Give back all of the data exactly as written.

───── MATERIAL TO PROCESS

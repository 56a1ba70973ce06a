//! Domain error types.

use thiserror::Error;

use crate::order::OrderStatus;

/// Errors that can occur during domain operations.
#[derive(Debug, Error, PartialEq, Eq)]
pub enum DomainError {
    /// A stock level was set to a negative value.
    #[error("Stock level cannot be negative: {0}")]
    NegativeStockLevel(i64),

    /// A stock level exceeded the representable range.
    #[error("Stock level out of range: {0}")]
    StockLevelTooLarge(i64),

    /// An item was added with a non-positive quantity.
    #[error("Quantity must be positive: {0}")]
    NonPositiveQuantity(i64),

    /// A required identifier was empty.
    #[error("Required identifier is empty: {0}")]
    EmptyIdentifier(&'static str),

    /// An order status transition was attempted from a state that does not allow it.
    #[error("Invalid order status transition from {from} to {to}")]
    InvalidStatusTransition { from: OrderStatus, to: OrderStatus },
}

──────────

▶ _ANSWER TO THIS EXERCISE_:
repository 56a1ba70973ce06a
//! Domain error types.

use thiserror::Error;

use crate::order::OrderStatus;

/// Errors that can occur during domain operations.
#[derive(Debug, Error, PartialEq, Eq)]
pub enum DomainError {
    /// A stock level was set to a negative value.
    #[error("Stock level cannot be negative: {0}")]
    NegativeStockLevel(i64),

    /// A stock level exceeded the representable range.
    #[error("Stock level out of range: {0}")]
    StockLevelTooLarge(i64),

    /// An item was added with a non-positive quantity.
    #[error("Quantity must be positive: {0}")]
    NonPositiveQuantity(i64),

    /// A required identifier was empty.
    #[error("Required identifier is empty: {0}")]
    EmptyIdentifier(&'static str),

    /// An order status transition was attempted from a state that does not allow it.
    #[error("Invalid order status transition from {from} to {to}")]
    InvalidStatusTransition { from: OrderStatus, to: OrderStatus },
}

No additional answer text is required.